Although it’s true that I couldn’t possibly give up spaghetti for the rest of my life, I certainly have been able to do it for 40 days, several times before. But more than just being super-healthy for five weeks, Lent has become a way that I get used to making better decisions when it comes to food so that when I’m finally “allowed” to indulge, I don’t go overboard.

It’s also worth noting that a small, weekly “cheat” during that 960-hour hellscape is essential in the long-run, post-Lent.

“You can go about that in two ways,” Dr. Young advised on trying to cut back. “You could either say, for example, ‘I’m only going to allow myself white pastas at a restaurant and not bring it into the house.’ That way you’re getting a bit of what you want but it’s not always readily available to tempt you.”

Or, you can attempt to be super mindful about what it is that you’re putting into your body that won’t help you achieve your fitness goals and physically cut it in half.

“Having half portions or sharing, so you’re still having it but much less so, will make a difference,” Dr. Young told RCL.

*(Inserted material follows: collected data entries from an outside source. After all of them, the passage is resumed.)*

//! Board state
//!
//! The ordered working list of placed cards plus the free-text notes buffer.
//! Order drives note numbering and visual stacking, and only changes through
//! explicit insertion or `reorder`.
//!
//! Mutations that reference a missing id are no-ops: UI events can arrive
//! after the card they point at has gone.

use super::card::{PlacedCard, ProposedCard};
use super::catalog::CardDefinition;
use super::templates;
use crate::notes;
use crate::utils::next_card_id;

/// Working document of the planner
#[derive(Debug, Clone, Default, PartialEq, Eq)]
pub struct BoardState {
    cards: Vec<PlacedCard>,
    notes: String,
}

impl BoardState {
    pub fn new() -> Self {
        Self::default()
    }

    pub fn cards(&self) -> &[PlacedCard] {
        &self.cards
    }

    pub fn notes(&self) -> &str {
        &self.notes
    }

    pub fn notes_mut(&mut self) -> &mut String {
        &mut self.notes
    }

    pub fn set_notes(&mut self, notes: impl Into<String>) {
        self.notes = notes.into();
    }

    pub fn len(&self) -> usize {
        self.cards.len()
    }

    pub fn is_empty(&self) -> bool {
        self.cards.is_empty()
    }

    pub fn get(&self, id: &str) -> Option<&PlacedCard> {
        self.cards.iter().find(|c| c.id == id)
    }

    pub fn position(&self, id: &str) -> Option<usize> {
        self.cards.iter().position(|c| c.id == id)
    }

    /// Whether a card of this definition's type is already on the board
    pub fn contains_type(&self, definition: &CardDefinition) -> bool {
        self.cards.iter().any(|c| c.card_type == definition.card_type)
    }

    /// Whether the palette should still offer this definition
    pub fn accepts(&self, definition: &CardDefinition) -> bool {
        !(definition.is_unique && self.contains_type(definition))
    }

    /// Append a new card for `definition`.
    ///
    /// Returns `None` without touching the board when the definition is
    /// unique and already placed. The label is the variant label when given,
    /// else the catalog label; the note text comes from the template store and
    /// falls back to that label.
    pub fn place(
        &mut self,
        definition: &CardDefinition,
        variant: Option<&str>,
        variant_label: Option<&str>,
    ) -> Option<&PlacedCard> {
        if !self.accepts(definition) {
            log::debug!("Rejected second {} card", definition.card_type);
            return None;
        }

        let label = variant_label.unwrap_or(definition.label).to_string();
        let note_text = templates::lookup(definition.card_type, variant)
            .map(str::to_string)
            .unwrap_or_else(|| label.clone());

        let card = PlacedCard {
            id: next_card_id(definition.card_type.as_ref()),
            card_type: definition.card_type,
            label,
            variant: variant.map(str::to_string),
            note_text,
        };
        log::info!("Placed {} ({})", card.id, card.label);
        self.cards.push(card);
        self.cards.last()
    }

    /// Delete the card with `id`. Idempotent.
    pub fn remove(&mut self, id: &str) {
        let before = self.cards.len();
        self.cards.retain(|c| c.id != id);
        if self.cards.len() != before {
            log::info!("Removed {}", id);
        }
    }

    /// Switch the variant of a placed card, keeping its position.
    ///
    /// Returns false (no-op) if the id is unknown or the card's type has no
    /// variants. The note text is re-derived from the template store and
    /// falls back to `variant_label`.
    pub fn edit(&mut self, id: &str, variant: &str, variant_label: &str) -> bool {
        let Some(card) = self.cards.iter_mut().find(|c| c.id == id) else {
            return false;
        };
        let has_variants = card.definition().is_some_and(|d| d.has_variants());
        if !has_variants {
            return false;
        }

        card.note_text = templates::lookup(card.card_type, Some(variant))
            .unwrap_or(variant_label)
            .to_string();
        card.variant = Some(variant.to_string());
        card.label = variant_label.to_string();
        log::info!("Edited {} -> {}", id, variant);
        true
    }

    /// Move the card `id` to the index `target_id` currently occupies
    /// (remove, then insert at that index). No-op when either id is missing
    /// or both are equal.
    pub fn reorder(&mut self, id: &str, target_id: &str) -> bool {
        if id == target_id {
            return false;
        }
        let (Some(from), Some(to)) = (self.position(id), self.position(target_id)) else {
            return false;
        };
        let card = self.cards.remove(from);
        self.cards.insert(to, card);
        log::debug!("Moved {} from {} to {}", id, from, to);
        true
    }

    /// Clear every card and the notes buffer
    pub fn reset(&mut self) {
        self.cards.clear();
        self.notes.clear();
    }

    /// Replace the whole board with a generated structure.
    ///
    /// Proposed items keep their own label, subtype and note text; the
    /// uniqueness rule and template derivation are not applied here.
    pub fn replace_with(&mut self, proposed: Vec<ProposedCard>) {
        self.reset();
        self.cards = proposed
            .into_iter()
            .map(|p| PlacedCard {
                id: next_card_id(p.card_type.as_ref()),
                card_type: p.card_type,
                label: p.label,
                variant: p.subtype,
                note_text: p.note_content,
            })
            .collect();
        log::info!("Board replaced with {} proposed cards", self.cards.len());
    }

    /// Compile the current cards into the notes buffer, overwriting it
    pub fn compile_notes(&mut self) {
        self.notes = notes::compile(&self.cards);
    }
}

#[cfg(test)]
mod tests {
    use super::*;
    use crate::models::catalog::{definition, CardType};
    use proptest::prelude::*;

    fn def(card_type: CardType) -> &'static CardDefinition {
        definition(card_type).unwrap()
    }

    fn place_id(board: &mut BoardState, card_type: CardType) -> String {
        board.place(def(card_type), None, None).unwrap().id.clone()
    }

    fn order(board: &BoardState) -> Vec<String> {
        board.cards().iter().map(|c| c.id.clone()).collect()
    }

    #[test]
    fn test_place_plain_template() {
        let mut board = BoardState::new();
        let card = board.place(def(CardType::Avis), None, None).unwrap();
        assert_eq!(card.label, "Avis clients");
        assert_eq!(card.note_text, "Avis client\nAvis x3\nSlide horizontal");
        assert_eq!(card.variant, None);
        assert!(card.id.starts_with("avis-"));
    }

    #[test]
    fn test_place_variant_template() {
        let mut board = BoardState::new();
        let card = board
            .place(def(CardType::Texte), Some("magazine"), Some("Strates colonnes magazine"))
            .unwrap();
        assert_eq!(card.label, "Strates colonnes magazine");
        assert_eq!(card.variant.as_deref(), Some("magazine"));
        assert!(card.note_text.starts_with("Strates colonnes magazine\nGauche : Photo x1"));
    }

    #[test]
    fn test_place_falls_back_to_label() {
        let mut board = BoardState::new();
        let card = board.place(def(CardType::Reassurance), None, None).unwrap();
        assert_eq!(card.note_text, "Réassurance");

        let card = board
            .place(def(CardType::Encarts), Some("unknown"), Some("Encart maison"))
            .unwrap();
        assert_eq!(card.note_text, "Encart maison");
    }

    #[test]
    fn test_place_unique_twice_is_rejected() {
        let mut board = BoardState::new();
        place_id(&mut board, CardType::Video);
        let snapshot = board.clone();
        assert!(board.place(def(CardType::Video), None, None).is_none());
        assert_eq!(board, snapshot);
        assert!(!board.accepts(def(CardType::Video)));
    }

    #[test]
    fn test_place_non_unique_twice() {
        let mut board = BoardState::new();
        board.place(def(CardType::Texte), Some("simple"), Some("Strates 50 50 simple"));
        board.place(def(CardType::Texte), Some("simple"), Some("Strates 50 50 simple"));
        assert_eq!(board.len(), 2);
        assert_ne!(board.cards()[0].id, board.cards()[1].id);
        assert!(board.accepts(def(CardType::Texte)));
    }

    #[test]
    fn test_remove_is_idempotent() {
        let mut board = BoardState::new();
        let a = place_id(&mut board, CardType::Avis);
        let b = place_id(&mut board, CardType::Logos);
        board.remove(&a);
        board.remove(&a);
        board.remove("missing");
        assert_eq!(order(&board), vec![b]);
    }

    #[test]
    fn test_edit_updates_variant_and_keeps_position() {
        let mut board = BoardState::new();
        let a = place_id(&mut board, CardType::Avis);
        let t = board
            .place(def(CardType::Texte), Some("simple"), Some("Strates 50 50 simple"))
            .unwrap()
            .id
            .clone();
        let c = place_id(&mut board, CardType::Logos);

        assert!(board.edit(&t, "mosaic", "Strates 50 50 mosaïque"));
        assert_eq!(order(&board), vec![a, t.clone(), c]);
        let card = board.get(&t).unwrap();
        assert_eq!(card.variant.as_deref(), Some("mosaic"));
        assert_eq!(card.label, "Strates 50 50 mosaïque");
        assert!(card.note_text.contains("CTA 'Voir nos réalisations'"));
    }

    #[test]
    fn test_edit_falls_back_to_variant_label() {
        let mut board = BoardState::new();
        let id = board
            .place(def(CardType::Encarts), Some("slide"), Some("Encart slide"))
            .unwrap()
            .id
            .clone();
        assert!(board.edit(&id, "custom", "Encart sur mesure"));
        assert_eq!(board.get(&id).unwrap().note_text, "Encart sur mesure");
    }

    #[test]
    fn test_edit_without_variants_is_noop() {
        let mut board = BoardState::new();
        let id = place_id(&mut board, CardType::Avis);
        let snapshot = board.clone();
        assert!(!board.edit(&id, "slogan", "Diaporama slogan"));
        assert!(!board.edit("missing", "slogan", "Diaporama slogan"));
        assert_eq!(board, snapshot);
    }

    #[test]
    fn test_reorder_array_move() {
        let mut board = BoardState::new();
        let a = place_id(&mut board, CardType::Avis);
        let b = place_id(&mut board, CardType::Video);
        let c = place_id(&mut board, CardType::Logos);
        let d = place_id(&mut board, CardType::Team);

        assert!(board.reorder(&a, &c));
        assert_eq!(order(&board), vec![b.clone(), c.clone(), a.clone(), d.clone()]);

        assert!(board.reorder(&d, &b));
        assert_eq!(order(&board), vec![d, b, c, a]);
    }

    #[test]
    fn test_reorder_noops() {
        let mut board = BoardState::new();
        let a = place_id(&mut board, CardType::Avis);
        let b = place_id(&mut board, CardType::Video);
        let before = order(&board);

        assert!(!board.reorder(&a, &a));
        assert!(!board.reorder(&a, "missing"));
        assert!(!board.reorder("missing", &b));
        assert_eq!(order(&board), before);
    }

    #[test]
    fn test_reset_after_two_placements() {
        let mut board = BoardState::new();
        board.place(def(CardType::Texte), Some("simple"), Some("Strates 50 50 simple"));
        board.place(def(CardType::Encarts), Some("slide"), Some("Encart slide"));
        board.compile_notes();
        assert!(!board.notes().is_empty());

        board.reset();
        assert!(board.cards().is_empty());
        assert_eq!(board.notes(), "");
    }

    #[test]
    fn test_replace_with_bypasses_uniqueness() {
        let mut board = BoardState::new();
        place_id(&mut board, CardType::Logos);
        board.set_notes("old notes");

        let proposed = vec![
            ProposedCard {
                card_type: CardType::Avis,
                label: "Ils nous font confiance".to_string(),
                subtype: None,
                note_content: "Avis x5".to_string(),
            },
            ProposedCard {
                card_type: CardType::Avis,
                label: "Encore des avis".to_string(),
                subtype: None,
                note_content: "Avis x3".to_string(),
            },
        ];
        board.replace_with(proposed);

        assert_eq!(board.len(), 2);
        assert_eq!(board.notes(), "");
        assert_eq!(board.cards()[0].note_text, "Avis x5");
        assert_eq!(board.cards()[1].label, "Encore des avis");
        assert_ne!(board.cards()[0].id, board.cards()[1].id);
    }

    #[derive(Debug, Clone)]
    enum Op {
        Place(usize),
        Remove(usize),
        Reorder(usize, usize),
    }

    fn op_strategy() -> impl Strategy<Value = Op> {
        prop_oneof![
            (0..4usize).prop_map(Op::Place),
            (0..12usize).prop_map(Op::Remove),
            (0..12usize, 0..12usize).prop_map(|(a, b)| Op::Reorder(a, b)),
        ]
    }

    // Non-unique definitions only, so every placement lands.
    const NON_UNIQUE: [CardType; 2] = [CardType::Texte, CardType::Encarts];

    proptest! {
        #[test]
        fn prop_matches_plain_list_model(ops in prop::collection::vec(op_strategy(), 0..40)) {
            let mut board = BoardState::new();
            let mut model: Vec<String> = Vec::new();

            for op in ops {
                match op {
                    Op::Place(n) => {
                        let card_type = NON_UNIQUE[n % NON_UNIQUE.len()];
                        let id = place_id(&mut board, card_type);
                        model.push(id);
                    }
                    Op::Remove(i) => {
                        if let Some(id) = model.get(i).cloned() {
                            board.remove(&id);
                            model.remove(i);
                        } else {
                            board.remove("absent");
                        }
                    }
                    Op::Reorder(i, j) => {
                        let id = model.get(i).cloned().unwrap_or_else(|| "absent".to_string());
                        let target = model.get(j).cloned().unwrap_or_else(|| "absent".to_string());
                        board.reorder(&id, &target);
                        if i < model.len() && j < model.len() && i != j {
                            let moved = model.remove(i);
                            model.insert(j, moved);
                        }
                    }
                }
                prop_assert_eq!(order(&board), model.clone());
            }
        }
    }
}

It’s actually been scientifically proven, Dr. Young said, that totally cutting out what it is that you crave from your diet will more often lead to disinhibited binge-eating than not. But falling off the diet wagon doesn’t mean you blew it and should just give up.

“When you’re so restrained you can end up going the other way,” Dr. Young said. “If you score too high on dietary restraints, you’ll eventually binge and give in when you say you’re never having something.

“To get back on track if this happens,” she said, “just do it! Remember that you’re not a failure. Don’t look at the negative and don’t say, ‘I screwed up;’ don’t bemoan yourself. It was a day, a moment, it was a slip and you’re not a failure because of it.”

And although Ash Wednesday is the specific day that starts my particular “diet,” of sorts, there is no one day when any new health journey can begin; regardless of how easy it may be to succumb to the pitfalls of over-indulging on a Wednesday, assuming that the whole week is a wash, so, therefore, “the diet starts on Monday.”

“Being healthy starts when you decide to commitment,” Dr. Young said. “So just go for it.”